Wednesday, September 05, 2018

The Democrats can’t do anything about stopping Brett Kavanaugh from getting on the U.S. Supreme Court. Here’s how to get him off again.

U.S. Supreme Court nominee Brett Kavanaugh at his own con-
formation hearing, September 5, 2018. Will he tell a U.S.
Senate subcommittee lies that could later get him impeached?
I’ve been intermittently watching the Senate Confirmation hearings about Brett Kavanaugh today. And I am disappointed with my fellow Dems.

Most of their questioning as of this writing has to do with getting him to tip his hand on how he will rule on currently constitutional issues, from matters pertaining to abortion to matters pertaining to whether the President of the United States can be subpoenaed and whether he can pardon himself.

Those are questions Kavanaugh can easily duck and weave his way through. I think the Democratic senators are missing an opportunity. Hear me out:

Since Republicans control the votes, nothing the Democrats ask will keep him off the court bench. However, one day, the tables will turn. There will be a Democratic majority in both the House and the Senate.

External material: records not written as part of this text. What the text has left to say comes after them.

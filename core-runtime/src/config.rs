//! # Sync Configuration
//!
//! Two configuration records drive the synchronization core:
//!
//! - [`SyncOptions`]: user-facing switches that change *what* gets
//!   downloaded (note thumbnails, ink note images).
//! - [`SyncConfig`]: engine tuning that changes *how* downloads run
//!   (concurrency, chunk size, retries).
//!
//! Both use a builder that enforces fail-fast validation, and both are
//! serde-serializable so hosts can persist them next to account settings.
//!
//! ## Usage
//!
//! ```
//! use core_runtime::config::{SyncConfig, SyncOptions};
//!
//! let options = SyncOptions::builder()
//!     .download_note_thumbnails(true)
//!     .ink_note_images_storage_dir("/tmp/ink")
//!     .build();
//!
//! let config = SyncConfig::builder()
//!     .max_in_flight_downloads(16)
//!     .build()?;
//! # Ok::<(), core_runtime::Error>(())
//! ```

use crate::error::{Error, Result};
use serde::{Deserialize, Serialize};
use std::path::{Path, PathBuf};

pub const DEFAULT_MAX_IN_FLIGHT_DOWNLOADS: usize = 100;
pub const DEFAULT_MAX_SYNC_CHUNK_ENTRIES: i32 = 50;
pub const DEFAULT_NOTE_THUMBNAIL_SIZE: u32 = 300;
pub const DEFAULT_RETRY_ATTEMPTS: u32 = 3;

const MAX_IN_FLIGHT_DOWNLOADS_LIMIT: usize = 10_000;
const MAX_NOTE_THUMBNAIL_SIZE: u32 = 1_024;

/// Options controlling optional download steps of note processing.
#[derive(Debug, Clone, Default, PartialEq, Eq, Serialize, Deserialize)]
#[serde(default)]
pub struct SyncOptions {
    /// Download a rendered thumbnail for every processed note.
    pub download_note_thumbnails: bool,

    /// Directory receiving `<resourceGuid>.png` images of ink notes.
    ///
    /// When unset, ink note images are not downloaded.
    pub ink_note_images_storage_dir: Option<PathBuf>,
}

impl SyncOptions {
    pub fn builder() -> SyncOptionsBuilder {
        SyncOptionsBuilder::default()
    }

    pub fn ink_note_images_storage_dir(&self) -> Option<&Path> {
        self.ink_note_images_storage_dir.as_deref()
    }
}

#[derive(Debug, Default)]
pub struct SyncOptionsBuilder {
    download_note_thumbnails: bool,
    ink_note_images_storage_dir: Option<PathBuf>,
}

impl SyncOptionsBuilder {
    pub fn download_note_thumbnails(mut self, enabled: bool) -> Self {
        self.download_note_thumbnails = enabled;
        self
    }

    pub fn ink_note_images_storage_dir<P: Into<PathBuf>>(mut self, dir: P) -> Self {
        self.ink_note_images_storage_dir = Some(dir.into());
        self
    }

    pub fn build(self) -> SyncOptions {
        SyncOptions {
            download_note_thumbnails: self.download_note_thumbnails,
            ink_note_images_storage_dir: self
                .ink_note_images_storage_dir
                .filter(|dir| !dir.as_os_str().is_empty()),
        }
    }
}

/// Engine tuning for the synchronization core.
#[derive(Debug, Clone, PartialEq, Eq, Serialize, Deserialize)]
#[serde(default)]
pub struct SyncConfig {
    /// Upper bound on concurrently running full-data downloads.
    pub max_in_flight_downloads: usize,

    /// `maxEntries` requested per sync chunk.
    pub max_sync_chunk_entries: i32,

    /// Edge length in pixels of downloaded note thumbnails.
    pub note_thumbnail_size: u32,

    /// Attempts per remote call before a retryable error is reported.
    pub retry_attempts: u32,
}

impl Default for SyncConfig {
    fn default() -> Self {
        Self {
            max_in_flight_downloads: DEFAULT_MAX_IN_FLIGHT_DOWNLOADS,
            max_sync_chunk_entries: DEFAULT_MAX_SYNC_CHUNK_ENTRIES,
            note_thumbnail_size: DEFAULT_NOTE_THUMBNAIL_SIZE,
            retry_attempts: DEFAULT_RETRY_ATTEMPTS,
        }
    }
}

impl SyncConfig {
    pub fn builder() -> SyncConfigBuilder {
        SyncConfigBuilder::default()
    }

    /// Validates the configuration and returns an error if invalid.
    ///
    /// This checks:
    /// - At least one download may run, and not an absurd number
    /// - Sync chunks request at least one entry
    /// - Thumbnail size is within what the service renders
    /// - At least one attempt is made per remote call
    pub fn validate(&self) -> Result<()> {
        if self.max_in_flight_downloads == 0 {
            return Err(Error::Config(
                "max_in_flight_downloads must be greater than 0".to_string(),
            ));
        }

        if self.max_in_flight_downloads > MAX_IN_FLIGHT_DOWNLOADS_LIMIT {
            return Err(Error::Config(format!(
                "max_in_flight_downloads exceeds maximum of {}",
                MAX_IN_FLIGHT_DOWNLOADS_LIMIT
            )));
        }

        if self.max_sync_chunk_entries <= 0 {
            return Err(Error::Config(
                "max_sync_chunk_entries must be greater than 0".to_string(),
            ));
        }

        if self.note_thumbnail_size == 0 || self.note_thumbnail_size > MAX_NOTE_THUMBNAIL_SIZE {
            return Err(Error::Config(format!(
                "note_thumbnail_size must be in 1..={}",
                MAX_NOTE_THUMBNAIL_SIZE
            )));
        }

        if self.retry_attempts == 0 {
            return Err(Error::Config(
                "retry_attempts must be greater than 0".to_string(),
            ));
        }

        Ok(())
    }
}

#[derive(Debug, Default)]
pub struct SyncConfigBuilder {
    max_in_flight_downloads: Option<usize>,
    max_sync_chunk_entries: Option<i32>,
    note_thumbnail_size: Option<u32>,
    retry_attempts: Option<u32>,
}

impl SyncConfigBuilder {
    pub fn max_in_flight_downloads(mut self, value: usize) -> Self {
        self.max_in_flight_downloads = Some(value);
        self
    }

    pub fn max_sync_chunk_entries(mut self, value: i32) -> Self {
        self.max_sync_chunk_entries = Some(value);
        self
    }

    pub fn note_thumbnail_size(mut self, value: u32) -> Self {
        self.note_thumbnail_size = Some(value);
        self
    }

    pub fn retry_attempts(mut self, value: u32) -> Self {
        self.retry_attempts = Some(value);
        self
    }

    /// Builds the configuration, applying defaults for unset fields.
    ///
    /// # Errors
    ///
    /// Returns [`Error::Config`] when any value fails [`SyncConfig::validate`].
    pub fn build(self) -> Result<SyncConfig> {
        let config = SyncConfig {
            max_in_flight_downloads: self
                .max_in_flight_downloads
                .unwrap_or(DEFAULT_MAX_IN_FLIGHT_DOWNLOADS),
            max_sync_chunk_entries: self
                .max_sync_chunk_entries
                .unwrap_or(DEFAULT_MAX_SYNC_CHUNK_ENTRIES),
            note_thumbnail_size: self
                .note_thumbnail_size
                .unwrap_or(DEFAULT_NOTE_THUMBNAIL_SIZE),
            retry_attempts: self.retry_attempts.unwrap_or(DEFAULT_RETRY_ATTEMPTS),
        };

        config.validate()?;

        Ok(config)
    }
}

Democrats ought to be looking toward that day with an eye to impeachment and removal. And this is where Republican refusal to release documents can play into the hands of those who feel Kavanaugh is a threat to the Constitution.

The Republicans are keeping documents away from the full committee for a reason. If they simply contained weather reports and the lyrics to Christmas carols, the Republicans would surely release them. But somewhere, at some time during his White House tenure. Kavanaugh did something, or maybe many things that he doesn’t want to admit to today. And that’s why tens of thousands of documents are being withheld. 

If the Republicans refuse to release the documents, we are entitled to speculate as to what might be in them.

Maybe Kavanaugh encouraged torture.

Maybe he said something like, “To hell with habeas corpus and the Constitution. Nobody will second guess us anyway.”

Maybe he admitted that the then Republican-leaning Supreme Court had stolen the election from Gore and given it to Bush, and wasn’t that a laugh.

Maybe he was the one, or part of a team, that “infiltrated the Democrats’ confidential internal files about which of President George W. Bush’s nominees to try to block and with what tactics.”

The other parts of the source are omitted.